The irrationalities created by the application of McDonaldisation to oral healthcare are twofold, as evidenced within the participants' narratives. First, the tension between the nature of dentistry existing as a profession and as a business needs to be considered. A risk that has been observed with corporatised dentistry is the establishment of patients as commodities to the business, with their worth being attributable to their value as paying consumers, not as patients who may be experiencing dental disease.25 Second, participants alluded to corporate environments being better suited to less experienced practitioners, suggesting that the nature of the dentistry carried out in these practice environments could lead to de-skilling. This assertion is consistent with similar observations made by Waring and Bishop.14 Ritzer suggested that 'McDentists' (from a phraseology coined by Ritzer using the prefix 'Mc' to denote the impacts of McDonaldisation upon that industry) offered simplified services: 'McDentists [...] may be replied on for simple dental procedures, but patients are ill advised to have root canal work done by one'.13 This assertion may hold truth for both corporatised and independently operated services; if a service predominantly focuses upon the provision of routine care (exam and simple cleaning) for the majority of patients, then practitioners may become de-skilled in providing more complex care. This is not ostensibly an issue with corporatised care, instead being an indication of a lack of effective utilisation of skill mix in practice with the appropriate dental professionals providing care.
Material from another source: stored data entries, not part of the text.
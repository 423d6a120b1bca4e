//! Binary codec for the search index.
//!
//! Everything in the index file is built from three primitives: big-endian
//! `u32`s (the file magic), VLQs, and VLQ-length-prefixed UTF-8 strings.
//! Trees (the radix trie and each document's structure) are serialized with
//! the stack tree protocol: depth-first node records with a has-children
//! flag and trailing pop counts instead of offsets or pointers, so encoding
//! needs no backpatching and decoding is a single linear pass.

mod decoder;
mod encoder;
pub mod structure;

pub use decoder::Decoder;
pub use encoder::Encoder;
The rationalisation of dental care was acknowledged by many of the participants as being a beneficial development for the patient-consumer of oral healthcare. Through corporatisation, patients are encouraged (and expected) to become proactive in the way in which they choose their practitioners, review their experience, and are able to access care in a more patient-centred and convenient way.14 There is a risk that the emphasis that rationalised healthcare services place upon patient choice may have an illusory nature,26 with services being standardised and uniform so that there is no real choice provided to patients. Despite this, it is important to understand that rationalism may help to address instances where the monopoly interests of practitioners are contrary to those of patients.27

Conclusions

The impact on dentistry of corporate entities owning and/or running dental practices has also been a relatively unexplored area of inquiry in dental research, despite there being reported examples of anecdotal criticism and negative sentiment relating to corporate dental practices.28 The negativity that some participants displayed - due to a belief that some corporate dental practices focus predominantly on business considerations, require practitioners to meet financial targets and encourage competition in dentistry - could also be levelled at some independent, dentist-owned practices. Some participants suggested that corporate dental practices contributed to a fear of competition and losing patients, thus increasing perceptions of competition. Corporate dental practices were also described as enhancing patient choice in dentistry and the array and environment of treatments on offer. It is not possible to condemn corporate dental practices for their contribution to these elements of commercialism in dentistry; they contribute in a way that enhances the consumer focus of dentistry - the caveat being that corporate dental businesses, like all providers of dental care, have a social responsibility to ensure that the key rhetoric in relation to enhancing patient and consumer choice and empowerment translates into practice, and is the driving force in providing care.